use std::collections::HashMap;

use crate::domain::ports::filter::SequenceFilter;
use crate::domain::values::action::ActionSequence;
use crate::domain::values::context::OpportunityContext;
use crate::domain::values::planner_config::PlannerConfiguration;
use crate::domain::values::trade_side::TradeSide;

/// Caps how many sequences may share the same leading action.
///
/// Within a group the highest-priority sequences survive; the relative order
/// of survivors is unchanged.
pub struct DiversityFilter;

impl SequenceFilter for DiversityFilter {
    fn name(&self) -> &'static str {
        "diversity"
    }

    fn apply(
        &self,
        sequences: Vec<ActionSequence>,
        _ctx: &OpportunityContext,
        config: &PlannerConfiguration,
    ) -> Vec<ActionSequence> {
        if !config.filters.diversity || config.max_sequences_per_lead == 0 {
            return sequences;
        }

        let mut groups: HashMap<(String, TradeSide), Vec<usize>> = HashMap::new();
        for (idx, seq) in sequences.iter().enumerate() {
            if let Some(first) = seq.actions.first() {
                groups.entry(first.key()).or_default().push(idx);
            }
        }

        let mut keep = vec![false; sequences.len()];
        for members in groups.values_mut() {
            members.sort_by(|a, b| {
                sequences[*b]
                    .priority
                    .total_cmp(&sequences[*a].priority)
                    .then_with(|| a.cmp(b))
            });
            for idx in members.iter().take(config.max_sequences_per_lead) {
                keep[*idx] = true;
            }
        }

        sequences
            .into_iter()
            .zip(keep)
            .filter_map(|(seq, kept)| kept.then_some(seq))
            .collect()
    }
}

#[cfg(test)]
mod tests {
    use super::*;
    use crate::application::filters::fixtures::snapshot;
    use crate::application::patterns::fixtures::candidate;
    use crate::domain::values::opportunity::OpportunityCategory;

    fn seq(lead: &str, tail: &str, priority: f64) -> ActionSequence {
        let mut s = ActionSequence::new(
            "test",
            vec![
                candidate(OpportunityCategory::ProfitTaking, TradeSide::Sell, lead, 100.0, 0.5),
                candidate(OpportunityCategory::OpportunityBuys, TradeSide::Buy, tail, 50.0, 0.5),
            ],
        );
        s.priority = priority;
        s
    }

    #[test]
    fn caps_sequences_sharing_a_lead() {
        let config = PlannerConfiguration {
            max_sequences_per_lead: 2,
            ..PlannerConfiguration::default()
        };
        let sequences = vec![
            seq("A", "X", 0.3),
            seq("A", "Y", 0.9),
            seq("B", "X", 0.1),
            seq("A", "Z", 0.6),
        ];
        let kept = DiversityFilter.apply(sequences, &snapshot(), &config);
        let shape: Vec<(&str, &str)> = kept
            .iter()
            .map(|s| (s.actions[0].symbol.as_str(), s.actions[1].symbol.as_str()))
            .collect();
        assert_eq!(shape, vec![("A", "Y"), ("B", "X"), ("A", "Z")]);
    }

    #[test]
    fn zero_cap_or_disabled_keeps_all() {
        let sequences = vec![seq("A", "X", 0.3), seq("A", "Y", 0.9)];
        let unlimited = PlannerConfiguration {
            max_sequences_per_lead: 0,
            ..PlannerConfiguration::default()
        };
        assert_eq!(DiversityFilter.apply(sequences.clone(), &snapshot(), &unlimited).len(), 2);

        let mut disabled = PlannerConfiguration {
            max_sequences_per_lead: 1,
            ..PlannerConfiguration::default()
        };
        disabled.filters.diversity = false;
        assert_eq!(DiversityFilter.apply(sequences, &snapshot(), &disabled).len(), 2);
    }
}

──────────

THE PROBLEM:
Every line from the top of the material above through the line holding "pub struct DiversityFilter;" should be reproduced word for word, and nothing beyond it.

SOLUTION TO THIS EXERCISE:
use std::collections::HashMap;

use crate::domain::ports::filter::SequenceFilter;
use crate::domain::values::action::ActionSequence;
use crate::domain::values::context::OpportunityContext;
use crate::domain::values::planner_config::PlannerConfiguration;
use crate::domain::values::trade_side::TradeSide;

/// Caps how many sequences may share the same leading action.
///
/// Within a group the highest-priority sequences survive; the relative order
/// of survivors is unchanged.
pub struct DiversityFilter;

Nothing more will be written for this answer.